Late Holocene forest disturbance in Gisborne, New Zealand: A comparison of terrestrial and marine pollen records

Abstract
A late Holocene (from c. 5500 yr B.P.) record of vegetation change is presented for the Gisborne region, based on pollen, charcoal, and tephra analyses of a terrestrial and a marine core. Up until the time of anthropogenic deforestation about 650 yr B.P., well drained lowland areas were covered with a Prumnopitys taxifolia, and Dacrydium cupressinum‐dominated podocarp/hardwood forest. The poorly drained Dacrycarpus dacrydioides‐dominated alluvial swamp forests were not as vulnerable to fire, and remained on the Gisborne Plains until European drainage and clearance began in the 19th century.

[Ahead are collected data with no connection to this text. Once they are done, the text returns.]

//! The full load path: language folders on disk, compiled index,
//! conversion and tokenization through the network.

use std::fs;
use std::path::Path;

use libg2p::network;
use libg2p::prelude::*;
use tempfile::TempDir;

/// A miniature language tree: Danish over three hops plus Mohawk.
fn write_langs_tree(root: &Path) {
    let dan = root.join("dan");
    fs::create_dir_all(&dan).unwrap();
    fs::write(dan.join("rules.csv"), "hej,haj\nh,h\ne,ɛ\nj,j\n").unwrap();
    fs::write(dan.join("ipa_rules.csv"), "a,ɛ\nh,h\nj,j\n").unwrap();
    fs::write(dan.join("arpabet_rules.csv"), "h,HH\nɛ,EH\nj,Y\n").unwrap();
    fs::write(
        dan.join("config-g2p.yaml"),
        concat!(
            "mappings:\n",
            "  - in_lang: dan\n",
            "    out_lang: dan-ipa\n",
            "    rules_path: rules.csv\n",
            "  - in_lang: dan-ipa\n",
            "    out_lang: eng-ipa\n",
            "    rules_path: ipa_rules.csv\n",
            "  - in_lang: eng-ipa\n",
            "    out_lang: eng-arpabet\n",
            "    rules_path: arpabet_rules.csv\n",
            "    rule_ordering: apply-longest-first\n",
            "    out_delimiter: ' '\n",
        ),
    )
    .unwrap();

    let moh = root.join("moh");
    fs::create_dir_all(&moh).unwrap();
    fs::write(moh.join("rules.csv"), "',ʔ\nk,k\na,a\nn,n\ni,i\ne,e\né,é\nh,h\n").unwrap();
    fs::write(
        moh.join("config-g2p.yaml"),
        concat!(
            "mappings:\n",
            "  - in_lang: moh\n",
            "    out_lang: moh-ipa\n",
            "    rules_path: rules.csv\n",
        ),
    )
    .unwrap();
}

fn compiled_network(dir: &TempDir) -> Network {
    let out_dir = dir.path().join("generated");
    network::rebuild(dir.path(), &out_dir).unwrap();
    Network::load(&out_dir).unwrap()
}

#[test]
fn rebuild_load_convert() {
    let dir = TempDir::new().unwrap();
    write_langs_tree(dir.path());
    let network = compiled_network(&dir);

    assert_eq!(network.mappings().len(), 4);
    let result = network.convert("hej", "dan", "eng-arpabet").unwrap();
    assert_eq!(result.output(), "HH EH Y");
}

#[test]
fn moh_tokenizer_keeps_apostrophe_words_whole() {
    let dir = TempDir::new().unwrap();
    write_langs_tree(dir.path());
    let network = compiled_network(&dir);

    let tokens = network.make_tokenizer("moh").tokenize("Kanien'kéha");
    assert_eq!(tokens.len(), 1);
    assert_eq!(tokens[0].text, "Kanien'kéha");
    assert!(tokens[0].is_word);
}

#[test]
fn default_tokenizer_splits_apostrophe_words() {
    let dir = TempDir::new().unwrap();
    write_langs_tree(dir.path());
    let network = compiled_network(&dir);

    // eng has no mappings, so the default Unicode tokenizer applies.
    let tokens = network.make_tokenizer("eng").tokenize("Kanien'kéha");
    let texts: Vec<&str> = tokens.iter().map(|t| t.text.as_str()).collect();
    assert_eq!(texts, vec!["Kanien", "'", "kéha"]);
}

#[test]
fn no_path_between_islands() {
    let dir = TempDir::new().unwrap();
    write_langs_tree(dir.path());
    let network = compiled_network(&dir);

    let err = network.convert("hej", "dan", "moh-ipa").unwrap_err();
    assert_eq!(err.exit_code(), 3);
}

#[test]
fn unknown_lang_fails_lookup() {
    let dir = TempDir::new().unwrap();
    write_langs_tree(dir.path());
    let network = compiled_network(&dir);

    assert!(network.convert("x", "dan", "klingon").is_err());
    assert!(network.descendants("klingon").is_err());
}

#[test]
fn descendants_reach_the_whole_chain() {
    let dir = TempDir::new().unwrap();
    write_langs_tree(dir.path());
    let network = compiled_network(&dir);

    let reachable = network.descendants("dan").unwrap();
    assert_eq!(
        reachable,
        vec![
            "dan-ipa".to_string(),
            "eng-ipa".to_string(),
            "eng-arpabet".to_string()
        ]
    );
}

#[test]
fn generated_mapping_round_trips_through_network() {
    let dir = TempDir::new().unwrap();
    write_langs_tree(dir.path());
    let mut network = compiled_network(&dir);

    let generated =
        generate_mapping(&network, "dan", "eng-arpabet", GenerateMode::Direct).unwrap();
    assert_eq!(generated.in_lang(), "dan");
    assert_eq!(generated.out_lang(), "eng-arpabet");
    network.add_mapping(generated);

    // Now one hop instead of three.
    assert_eq!(network.find_path("dan", "eng-arpabet").unwrap().len(), 1);
    let result = network.convert("hej", "dan", "eng-arpabet").unwrap();
    assert_eq!(result.output(), "HH EH Y");
}

#[test]
fn missing_rules_file_is_an_io_error() {
    let dir = TempDir::new().unwrap();
    let dan = dir.path().join("dan");
    fs::create_dir_all(&dan).unwrap();
    fs::write(
        dan.join("config-g2p.yaml"),
        "mappings:\n  - in_lang: dan\n    out_lang: dan-ipa\n    rules_path: nowhere.csv\n",
    )
    .unwrap();

    let err = network::rebuild(dir.path(), &dir.path().join("generated")).unwrap_err();
    assert!(matches!(err, Error::Io { .. }));
}

#[test]
fn bad_rule_pattern_is_a_compile_error() {
    let dir = TempDir::new().unwrap();
    let dan = dir.path().join("dan");
    fs::create_dir_all(&dan).unwrap();
    fs::write(dan.join("rules.csv"), "[oops,x\n").unwrap();
    fs::write(
        dan.join("config-g2p.yaml"),
        "mappings:\n  - in_lang: dan\n    out_lang: dan-ipa\n    rules_path: rules.csv\n",
    )
    .unwrap();

    let err = network::rebuild(dir.path(), &dir.path().join("generated")).unwrap_err();
    assert_eq!(err.exit_code(), 4);
}

#[test]
fn as_is_config_is_rejected_with_migration_hint() {
    let dir = TempDir::new().unwrap();
    let dan = dir.path().join("dan");
    fs::create_dir_all(&dan).unwrap();
    fs::write(dan.join("rules.csv"), "a,b\n").unwrap();
    fs::write(
        dan.join("config-g2p.yaml"),
        concat!(
            "mappings:\n",
            "  - in_lang: dan\n",
            "    out_lang: dan-ipa\n",
            "    rules_path: rules.csv\n",
            "    as_is: true\n",
        ),
    )
    .unwrap();

    let err = network::rebuild(dir.path(), &dir.path().join("generated")).unwrap_err();
    let message = err.to_string();
    assert!(message.contains("as_is"));
    assert!(message.contains("rule_ordering"));
    assert_eq!(err.exit_code(), 4);
}

#[test]
fn abbreviations_expand_from_files() {
    let dir = TempDir::new().unwrap();
    let lang = dir.path().join("abb");
    fs::create_dir_all(&lang).unwrap();
    fs::write(lang.join("abbs.csv"), "VOWEL,a,e,i,o,u\n").unwrap();
    fs::write(lang.join("rules.csv"), "t,d,{VOWEL},{VOWEL}\n").unwrap();
    fs::write(
        lang.join("config-g2p.yaml"),
        concat!(
            "mappings:\n",
            "  - in_lang: abb\n",
            "    out_lang: abb-ipa\n",
            "    rules_path: rules.csv\n",
            "    abbreviations_path: abbs.csv\n",
        ),
    )
    .unwrap();

    let network = network::rebuild(dir.path(), &dir.path().join("generated")).unwrap();
    let result = network.convert("atabta", "abb", "abb-ipa").unwrap();
    // t converts between vowels only.
    assert_eq!(result.output(), "adabta");
}
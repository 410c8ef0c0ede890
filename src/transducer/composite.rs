//! Chaining transducers and composing their alignments.

use crate::mappings::Mapping;

use super::graph::{CompositeTransductionGraph, TransductionGraph};
use super::Transducer;

/// An ordered chain of transducers applied in sequence.
///
/// The output of each stage feeds the next; the end-to-end alignment is
/// the relational composition of the per-stage alignments. An empty
/// chain is the identity.
#[derive(Debug)]
pub struct CompositeTransducer<'m> {
    transducers: Vec<Transducer<'m>>,
}

impl<'m> CompositeTransducer<'m> {
    /// Build a chain over borrowed mappings, in order.
    pub fn new<I>(mappings: I) -> Self
    where
        I: IntoIterator<Item = &'m Mapping>,
    {
        CompositeTransducer {
            transducers: mappings.into_iter().map(Transducer::new).collect(),
        }
    }

    /// The underlying transducers.
    pub fn transducers(&self) -> &[Transducer<'m>] {
        &self.transducers
    }

    /// Number of stages in the chain.
    pub fn len(&self) -> usize {
        self.transducers.len()
    }

    /// True for the empty (identity) chain.
    pub fn is_empty(&self) -> bool {
        self.transducers.is_empty()
    }

    /// Input notation of the first stage.
    pub fn in_lang(&self) -> &str {
        self.transducers.first().map(|t| t.in_lang()).unwrap_or("")
    }

    /// Output notation of the last stage.
    pub fn out_lang(&self) -> &str {
        self.transducers.last().map(|t| t.out_lang()).unwrap_or("")
    }

    /// Normalization form of the first stage, which governs
    /// tokenization of the raw input.
    pub fn norm_form(&self) -> crate::normalization::NormForm {
        self.transducers
            .first()
            .map(|t| t.mapping().config().norm_form)
            .unwrap_or_default()
    }

    /// Convert `input` through every stage.
    pub fn apply(&self, input: &str) -> CompositeTransductionGraph {
        if self.transducers.is_empty() {
            return CompositeTransductionGraph::new(vec![TransductionGraph::identity(input)]);
        }
        let mut tiers = Vec::with_capacity(self.transducers.len());
        let mut current = input.to_string();
        for transducer in &self.transducers {
            let tg = transducer.apply(&current);
            current = tg.output().to_string();
            tiers.push(tg);
        }
        CompositeTransductionGraph::new(tiers)
    }
}
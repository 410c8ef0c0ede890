//! # libg2p
//!
//! Rule-based grapheme-to-phoneme conversion that preserves a
//! bidirectional character alignment across arbitrarily many composed
//! mappings.
//!
//! Text in one notation (a community orthography, say) is converted to
//! another (IPA, ARPABET) by context-sensitive rewrite rules; for every
//! output character the engine reports the input characters that
//! produced it, and vice versa. Mappings form a directed network over
//! notation identifiers, and conversion between any two connected
//! notations chains the mappings along the shortest path, composing
//! their alignments.
//!
//! ## Example
//!
//! ```rust,ignore
//! use libg2p::prelude::*;
//!
//! let network = Network::load(Path::new("langs/generated"))?;
//! let result = network.convert("hej", "dan", "eng-arpabet")?;
//! println!("{}", result.output());
//! for (input, output) in result.substring_alignments() {
//!     println!("{input} -> {output}");
//! }
//! ```
//!
//! Compiled mappings and the network are immutable after load, so any
//! number of conversions may run concurrently without locking.

#![warn(missing_docs)]
#![warn(clippy::all)]

pub mod alignment;
pub mod error;
pub mod generate;
pub mod mappings;
pub mod network;
pub mod normalization;
pub mod tokenizer;
pub mod transducer;

#[cfg(feature = "cli")]
pub mod cli;

pub use error::{Error, Result};
pub use network::{make_g2p, Network};

/// Common imports for convenient usage.
pub mod prelude {
    pub use crate::alignment::Edge;
    pub use crate::error::{Error, Result};
    pub use crate::generate::{generate_mapping, GenerateMode};
    pub use crate::mappings::{Mapping, MappingConfig, MappingType, Rule, RuleOrdering};
    pub use crate::network::{make_g2p, Network};
    pub use crate::normalization::NormForm;
    pub use crate::tokenizer::{Token, Tokenizer};
    pub use crate::transducer::{
        CompositeTransducer, CompositeTransductionGraph, TokenizingTransducer, Transducer,
        TransductionGraph,
    };
}
//! Language-aware tokenization.
//!
//! A token is a maximal run of word characters or a maximal run of
//! anything else. By default word characters are Unicode letters,
//! numbers and diacritics; a tokenizer built from a mapping widens that
//! set with every character that appears in some rule input, so
//! punctuation that is orthographically part of words (an apostrophe,
//! say) does not split them.

use std::sync::OnceLock;

use regex::{Regex, RegexBuilder};

use crate::mappings::Mapping;

/// One tokenized segment.
#[derive(Debug, Clone, PartialEq, Eq)]
pub struct Token {
    /// The segment text.
    pub text: String,
    /// Whether the segment is a word (and should be transduced).
    pub is_word: bool,
}

impl Token {
    /// Construct a token.
    pub fn new(text: impl Into<String>, is_word: bool) -> Self {
        Token {
            text: text.into(),
            is_word,
        }
    }
}

fn word_character_class() -> &'static Regex {
    static PATTERN: OnceLock<Regex> = OnceLock::new();
    PATTERN.get_or_init(|| Regex::new(r"^[\p{L}\p{M}\p{N}]$").unwrap())
}

/// Splits text into word and non-word tokens.
#[derive(Debug, Clone, Default)]
pub struct Tokenizer {
    /// Multi-character and single-character units from rule inputs.
    inventory: Vec<String>,
    /// Alternation regex over the inventory; `None` for the default
    /// tokenizer, which looks at single characters only.
    unit_pattern: Option<Regex>,
    case_sensitive: bool,
    /// Extra word characters beyond the inventory and Unicode classes.
    extra_word_chars: Vec<char>,
    /// Treat `.` as a letter when not word-final.
    dot_is_letter: bool,
}

impl Tokenizer {
    /// The default tokenizer: letters, numbers and diacritics are word
    /// characters.
    pub fn new() -> Self {
        Tokenizer::default()
    }

    /// A tokenizer whose word characters come from the rule inputs of
    /// `mappings` (usually one mapping, or the hops of a path).
    pub fn from_mappings<'m, I>(mappings: I) -> Self
    where
        I: IntoIterator<Item = &'m Mapping>,
    {
        let mut case_sensitive = true;
        let mut inventory: Vec<String> = Vec::new();
        for (index, mapping) in mappings.into_iter().enumerate() {
            if index == 0 {
                case_sensitive = mapping.config().case_sensitive;
            }
            for input in mapping.input_inventory() {
                inventory.extend(split_input_units(input));
            }
        }
        if !case_sensitive {
            inventory = inventory.iter().map(|p| p.to_lowercase()).collect();
        }
        inventory.sort();
        inventory.dedup();
        // Longest first so digraphs tokenize as single units.
        inventory.sort_by_key(|p| std::cmp::Reverse(p.chars().count()));

        let mut pieces: Vec<String> = inventory.iter().map(|p| regex::escape(p)).collect();
        pieces.push(".".to_string());
        let pattern = format!("(?s)({})", pieces.join("|"));
        let unit_pattern = RegexBuilder::new(&pattern)
            .case_insensitive(!case_sensitive)
            .build()
            .ok();
        if unit_pattern.is_none() {
            log::warn!("could not build tokenizer pattern; falling back to default");
        }

        Tokenizer {
            inventory,
            unit_pattern,
            case_sensitive,
            extra_word_chars: Vec::new(),
            dot_is_letter: false,
        }
    }

    /// Add word characters the mappings do not mention.
    pub fn with_word_chars(mut self, chars: impl IntoIterator<Item = char>) -> Self {
        self.extra_word_chars.extend(chars);
        self
    }

    /// Treat `.` as a letter when followed by a word unit.
    pub fn with_dot_as_letter(mut self, enabled: bool) -> Self {
        self.dot_is_letter = enabled;
        self
    }

    /// Split `text` into alternating word and non-word tokens.
    /// Concatenating the token texts reproduces `text` exactly.
    pub fn tokenize(&self, text: &str) -> Vec<Token> {
        let mut units: Vec<Token> = self
            .units(text)
            .into_iter()
            .map(|unit| {
                let is_word = self.is_word_unit(&unit);
                Token::new(unit, is_word)
            })
            .collect();

        if self.dot_is_letter {
            for i in 0..units.len() {
                if units[i].text == "." && units.get(i + 1).is_some_and(|u| u.is_word) {
                    units[i].is_word = true;
                }
            }
        }

        merge_same_type(units)
    }

    fn units(&self, text: &str) -> Vec<String> {
        match &self.unit_pattern {
            Some(pattern) => pattern
                .find_iter(text)
                .map(|m| m.as_str().to_string())
                .collect(),
            None => text.chars().map(|c| c.to_string()).collect(),
        }
    }

    fn is_word_unit(&self, unit: &str) -> bool {
        let folded = if self.case_sensitive {
            unit.to_string()
        } else {
            unit.to_lowercase()
        };
        if self.inventory.contains(&folded) {
            return true;
        }
        if unit.chars().all(|c| self.extra_word_chars.contains(&c)) && !unit.is_empty() {
            return true;
        }
        unit.chars().count() == 1 && word_character_class().is_match(unit)
    }
}

/// Break one expanded rule input into tokenizer units: strip grouping
/// syntax, split on unescaped alternation bars, unescape what remains.
fn split_input_units(input: &str) -> Vec<String> {
    let stripped = input.replace("(?:", "").replace(['(', ')'], "");
    let mut units = Vec::new();
    let mut current = String::new();
    let mut chars = stripped.chars();
    while let Some(c) = chars.next() {
        match c {
            '\\' => {
                if let Some(next) = chars.next() {
                    current.push(next);
                }
            }
            '|' => units.push(std::mem::take(&mut current)),
            _ => current.push(c),
        }
    }
    units.push(current);
    units.retain(|u| !u.is_empty());
    units
}

fn merge_same_type(units: Vec<Token>) -> Vec<Token> {
    let mut merged: Vec<Token> = Vec::new();
    for unit in units {
        match merged.last_mut() {
            Some(last) if last.is_word == unit.is_word => last.text.push_str(&unit.text),
            _ => merged.push(unit),
        }
    }
    merged
}
//! Unicode normalization that keeps track of character indices.
//!
//! Normalizing conversion input is itself an aligned transformation:
//! composing one character into another (NFC) or decomposing it into
//! several (NFD) moves character positions around. The functions here
//! return the normalized string together with the edge list from the
//! original to the normalized form, so the final alignment of a
//! conversion can be expressed against the text the caller actually
//! passed in.

use std::fmt;
use std::str::FromStr;
use std::sync::OnceLock;

use regex::Regex;
use serde::{Deserialize, Serialize};
use unicode_normalization::UnicodeNormalization;

use crate::alignment::{self, Edge};
use crate::error::ConfigError;

/// Unicode normalization form applied to rules and conversion input.
#[derive(Debug, Clone, Copy, PartialEq, Eq, Default, Serialize, Deserialize)]
pub enum NormForm {
    /// Canonical composition.
    #[serde(rename = "NFC")]
    Nfc,
    /// Canonical decomposition. The default, matching how most mapping
    /// files are written.
    #[default]
    #[serde(rename = "NFD")]
    Nfd,
    /// Compatibility composition.
    #[serde(rename = "NFKC")]
    Nfkc,
    /// Compatibility decomposition.
    #[serde(rename = "NFKD")]
    Nfkd,
    /// No normalization; operate on the input as given.
    #[serde(rename = "none")]
    None,
}

impl NormForm {
    /// The decomposed counterpart used as a pivot when composing.
    fn decomposed(self) -> NormForm {
        match self {
            NormForm::Nfc => NormForm::Nfd,
            NormForm::Nfkc => NormForm::Nfkd,
            other => other,
        }
    }

    fn is_composed(self) -> bool {
        matches!(self, NormForm::Nfc | NormForm::Nfkc)
    }
}

impl fmt::Display for NormForm {
    fn fmt(&self, f: &mut fmt::Formatter<'_>) -> fmt::Result {
        let name = match self {
            NormForm::Nfc => "NFC",
            NormForm::Nfd => "NFD",
            NormForm::Nfkc => "NFKC",
            NormForm::Nfkd => "NFKD",
            NormForm::None => "none",
        };
        write!(f, "{name}")
    }
}

impl FromStr for NormForm {
    type Err = ConfigError;

    fn from_str(s: &str) -> Result<Self, Self::Err> {
        match s {
            "NFC" => Ok(NormForm::Nfc),
            "NFD" => Ok(NormForm::Nfd),
            "NFKC" => Ok(NormForm::Nfkc),
            "NFKD" => Ok(NormForm::Nfkd),
            "none" | "" => Ok(NormForm::None),
            other => Err(ConfigError::InvalidValue {
                field: "norm_form",
                value: other.to_string(),
                expected: "NFC, NFD, NFKC, NFKD, none",
            }),
        }
    }
}

/// Decode `\uXXXX` and `\UXXXXXX` escapes into their code points.
///
/// Mapping files use these to spell combining characters that would be
/// invisible or easy to mangle in an editor.
pub fn unicode_escape(text: &str) -> String {
    static PATTERN: OnceLock<Regex> = OnceLock::new();
    let pattern = PATTERN
        .get_or_init(|| Regex::new(r"\\(?:u([0-9A-Fa-f]{4})|U([0-9A-Fa-f]{6}))").unwrap());
    let mut result = String::with_capacity(text.len());
    let mut last = 0;
    for caps in pattern.captures_iter(text) {
        let m = caps.get(0).unwrap();
        result.push_str(&text[last..m.start()]);
        let hex = caps
            .get(1)
            .or_else(|| caps.get(2))
            .map(|g| g.as_str())
            .unwrap_or_default();
        match u32::from_str_radix(hex, 16).ok().and_then(char::from_u32) {
            Some(c) => result.push(c),
            // Not a valid scalar value; keep the escape verbatim.
            None => result.push_str(m.as_str()),
        }
        last = m.end();
    }
    result.push_str(&text[last..]);
    result
}

fn apply_form(text: &str, form: NormForm) -> String {
    match form {
        NormForm::Nfc => text.nfc().collect(),
        NormForm::Nfd => text.nfd().collect(),
        NormForm::Nfkc => text.nfkc().collect(),
        NormForm::Nfkd => text.nfkd().collect(),
        NormForm::None => text.to_string(),
    }
}

/// Normalize `input` to `form`, decoding unicode escapes first.
pub fn normalize(input: &str, form: NormForm) -> String {
    let unescaped = unicode_escape(input);
    let normalized = apply_form(&unescaped, form);
    if normalized != input {
        log::debug!("normalized {input:?} to {normalized:?} using {form}");
    }
    normalized
}

/// Normalize to a decomposed form, character by character, recording
/// which normalized characters each input character became.
fn decompose_with_indices(input: &str, form: NormForm) -> (String, Vec<Edge>) {
    debug_assert!(matches!(form, NormForm::Nfd | NormForm::Nfkd));
    let mut result = String::new();
    let mut edges = Vec::new();
    let mut out_pos = 0;
    for (i, c) in input.chars().enumerate() {
        let decomposed = apply_form(&c.to_string(), form);
        for n in 0..decomposed.chars().count() {
            edges.push((i, Some(out_pos + n)));
        }
        out_pos += decomposed.chars().count();
        result.push_str(&decomposed);
    }
    (result, edges)
}

/// Normalize to a composed form by pivoting through the decomposed
/// form on both sides and composing the two index maps.
fn compose_with_indices(input: &str, form: NormForm) -> (String, Vec<Edge>) {
    debug_assert!(form.is_composed());
    let composed = apply_form(input, form);
    let pivot = form.decomposed();
    let (input_nfd, to_nfd) = decompose_with_indices(input, pivot);
    let (remapped_nfd, composed_to_nfd) = decompose_with_indices(&composed, pivot);
    debug_assert_eq!(input_nfd, remapped_nfd);
    // Invert composed -> NFD into NFD -> composed, then chain.
    let from_nfd: Vec<Edge> = composed_to_nfd
        .into_iter()
        .filter_map(|(a, b)| b.map(|b| (b, Some(a))))
        .collect();
    (composed, alignment::compose(&to_nfd, &from_nfd))
}

/// Normalize `input` to `form` and return the index map from the
/// original characters to the normalized ones.
///
/// With `NormForm::None` the input is returned with an identity map.
pub fn normalize_with_indices(input: &str, form: NormForm) -> (String, Vec<Edge>) {
    match form {
        NormForm::Nfd | NormForm::Nfkd => decompose_with_indices(input, form),
        NormForm::Nfc | NormForm::Nfkc => compose_with_indices(input, form),
        NormForm::None => {
            let len = input.chars().count();
            (input.to_string(), alignment::identity(len))
        }
    }
}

In the last 5500 yr B.P., the lowland forests have been disturbed by at least five ashfalls originating from volcanic eruptions in the Central Volcanic Region. Where the terrestrial and marine cores overlap, comparisons of the pollen records show the vegetation changes and taxa present to be comparable. The fire record was not clear in the marine record, as the charcoal curve was diluted with high background levels of reworked charcoal. Sedimentation rates from the marine core indicate tha erosion in the Waipaoa catchment has increased significantly since European clearance of soil‐protecting remnant forest and fern/scrubland and its replacement with pasture.